Open banking to bring new security risks
The introduction on 1 July of the federal government’s consumer data right through the implementation of open banking will bring with it security risks that banks, businesses and consumers must be aware of, according to SecureAuth Head of Growth for APAC Michael Warnock.
The finance sector has always been a prime target for cybercriminals, and this situation can only be expected to exacerbate under the new regime, he said.
“Banks, fintechs and the data middle-men that we are likely to see come to prominence must have security as a top priority as open banking develops in Australia,” Warnock said.
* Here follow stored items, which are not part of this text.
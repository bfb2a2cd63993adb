//! # acervus-store: Inventory Store for Acervus
//!
//! Owns the catalog and the sales ledger, enforces the inventory rules, and
//! keeps both collections in two flat text files.
//!
//! ## Architecture Position
//! ```text
//! ┌─────────────────────────────────────────────────────────────────────────┐
//! │                        Acervus Data Flow                                │
//! │                                                                         │
//! │  CLI action (sell "rice" 20)                                           │
//! │       │                                                                 │
//! │       ▼                                                                 │
//! │  ┌─────────────────────────────────────────────────────────────────┐   │
//! │  │                  acervus-store (THIS CRATE)                     │   │
//! │  │                                                                 │   │
//! │  │   ┌───────────────┐    ┌───────────────┐    ┌──────────────┐  │   │
//! │  │   │ StoreConfig   │    │InventoryStore │    │ FileStorage  │  │   │
//! │  │   │ (config.rs)   │───►│  (store.rs)   │───►│(persistence) │  │   │
//! │  │   │ paths, label  │    │ catalog+ledger│    │ read / write │  │   │
//! │  │   └───────────────┘    └───────────────┘    └──────┬───────┘  │   │
//! │  │                                                    │           │   │
//! │  └────────────────────────────────────────────────────┼───────────┘   │
//! │                                                       ▼               │
//! │                            report.txt   sales_report.txt              │
//! └─────────────────────────────────────────────────────────────────────────┘
//! ```
//!
//! ## Module Organization
//!
//! - [`store`] - The inventory operations
//! - [`persistence`] - Reading and writing the two files
//! - [`config`] - File locations and currency label
//! - [`error`] - Store error types and error codes
//!
//! ## Usage
//!
//! ```rust,ignore
//! use acervus_store::{InventoryStore, StoreConfig};
//!
//! let config = StoreConfig::from_env()?;
//! let mut store = InventoryStore::open(&config)?;
//!
//! store.add("Rice", 50, "45.00".parse()?)?;
//! let total = store.sell("rice", 20)?;
//!
//! store.save()?;
//! ```

#![cfg_attr(test, allow(clippy::unwrap_used, clippy::expect_used))]

// =============================================================================
// Module Declarations
// =============================================================================

pub mod config;
pub mod error;
pub mod persistence;
pub mod store;

// =============================================================================
// Re-exports
// =============================================================================

pub use config::{ConfigError, StoreConfig};
pub use error::{ErrorCode, StoreError, StoreResult};
pub use persistence::FileStorage;
pub use store::InventoryStore;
“However, users are often the weakest link when it comes to security and that reality is not lost on cybercriminals scouting for new opportunities, and along with the benefits, Australians will need to be educated and aware of a potential new avenue for hacking and individual targeting.”
With many people still practising poor password and other security hygiene, this could pose the risk of “catastrophic outcomes”, he said.
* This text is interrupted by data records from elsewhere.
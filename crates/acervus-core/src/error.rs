//! # Error Types
//!
//! Domain-specific error types for acervus-core.
//!
//! ## Error Hierarchy
//! ```text
//! ┌─────────────────────────────────────────────────────────────────────────┐
//! │                         Error Types                                     │
//! │                                                                         │
//! │  acervus-core errors (this file)                                       │
//! │  ├── CoreError        - Business rule violations                       │
//! │  ├── ValidationError  - Input validation failures                      │
//! │  └── ParseMoneyError  - Decimal text that is not a price               │
//! │                                                                         │
//! │  acervus-store errors (separate crate)                                 │
//! │  └── StoreError       - CoreError + persistence failures               │
//! │                                                                         │
//! │  Flow: ValidationError → CoreError → StoreError → CLI message          │
//! └─────────────────────────────────────────────────────────────────────────┘
//! ```
//!
//! Malformed lines in a persisted file are NOT errors. The codec drops them
//! without producing any of these types.

use thiserror::Error;

// =============================================================================
// Core Error
// =============================================================================

/// Core business logic errors.
#[derive(Debug, Error, PartialEq, Eq)]
pub enum CoreError {
    /// No catalog entry matches the requested name (case-insensitive).
    #[error("Product not found: {0}")]
    ProductNotFound(String),

    /// Insufficient stock to complete sale.
    ///
    /// ## User Workflow
    /// ```text
    /// sell("Rice", 60)
    ///      │
    ///      ▼
    /// Check stock: available=50
    ///      │
    ///      ▼
    /// InsufficientStock { name: "Rice", available: 50, requested: 60 }
    ///      │
    ///      ▼
    /// Catalog and ledger untouched
    /// ```
    #[error("Insufficient stock for {name}: available {available}, requested {requested}")]
    InsufficientStock {
        name: String,
        available: i64,
        requested: i64,
    },

    /// A monetary computation exceeded the representable range.
    #[error("Amount overflow while computing {what}")]
    Overflow { what: String },

    /// Validation error (wraps ValidationError).
    #[error("Validation error: {0}")]
    Validation(#[from] ValidationError),
}

impl CoreError {
    /// Returns true if this error was caused by the caller's input
    /// rather than by catalog state.
    pub fn is_invalid_input(&self) -> bool {
        matches!(self, CoreError::Validation(_) | CoreError::Overflow { .. })
    }
}

// =============================================================================
// Validation Error
// =============================================================================

/// Input validation errors.
///
/// These errors occur when user input doesn't meet requirements.
/// Every store operation validates before it mutates anything.
#[derive(Debug, Error, PartialEq, Eq)]
pub enum ValidationError {
    /// A required field is missing or empty.
    #[error("{field} is required")]
    Required { field: String },

    /// Value must be positive.
    #[error("{field} must be positive")]
    MustBePositive { field: String },

    /// Value must be zero or greater.
    #[error("{field} must not be negative")]
    MustBeNonNegative { field: String },

    /// Invalid format (not a number, not a price).
    #[error("{field} has invalid format: {reason}")]
    InvalidFormat { field: String, reason: String },
}

// =============================================================================
// Money Parse Error
// =============================================================================

/// Reasons decimal text cannot become [`crate::Money`].
#[derive(Debug, Error, Clone, PartialEq, Eq)]
pub enum ParseMoneyError {
    #[error("empty amount")]
    Empty,

    #[error("invalid digit in amount")]
    InvalidDigit,

    #[error("at most 2 decimal places are supported")]
    TooPrecise,

    #[error("amount out of range")]
    OutOfRange,
}

// =============================================================================
// Result Type Alias
// =============================================================================

/// Convenience type alias for Results with CoreError.
pub type CoreResult<T> = Result<T, CoreError>;

// =============================================================================
// Unit Tests
// =============================================================================

#[cfg(test)]
mod tests {
    use super::*;

    #[test]
    fn test_error_messages() {
        let err = CoreError::InsufficientStock {
            name: "Rice".to_string(),
            available: 3,
            requested: 5,
        };
        assert_eq!(
            err.to_string(),
            "Insufficient stock for Rice: available 3, requested 5"
        );
        assert_eq!(
            CoreError::ProductNotFound("Pen".to_string()).to_string(),
            "Product not found: Pen"
        );
    }

    #[test]
    fn test_validation_error_messages() {
        let err = ValidationError::Required {
            field: "name".to_string(),
        };
        assert_eq!(err.to_string(), "name is required");

        let err = ValidationError::MustBeNonNegative {
            field: "quantity".to_string(),
        };
        assert_eq!(err.to_string(), "quantity must not be negative");
    }

    #[test]
    fn test_validation_converts_to_core_error() {
        let validation_err = ValidationError::MustBePositive {
            field: "quantity".to_string(),
        };
        let core_err: CoreError = validation_err.into();
        assert!(matches!(core_err, CoreError::Validation(_)));
        assert!(core_err.is_invalid_input());
        assert!(!CoreError::ProductNotFound("x".into()).is_invalid_input());
    }
}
Warnock agreed with the ACCC’s decision to delay the start of the regime due to cybersecurity concerns, and said it is essential the system remain vigilant once it is introduced.
“The financial services sector has always been a prime target for cybercriminals because of the compelling data these organisations maintain; opening up this information to third parties has been one of the key sticking points of the regime in Australia,” he said.
“The major banks have already experienced major breaches in the recent past, and it is essential they have the right systems in place to protect consumers.”
Financial institutions must therefore identify and implement the appropriate tools to protect and safeguard the business and its users to reflect the increased risks.
“As the first implementation of the Consumer Data Right, open banking aims to increase competition and ultimately benefit consumers, but by empowering regular Aussies to use and direct their data to multiple organisations, there is also an onus to ensure they are not left vulnerable to cyber threats,” Warnock said.
“The importance of secure digital engagement with customers for financial institutions will continue to grow as mobile, online banking and other services expand in popularity.”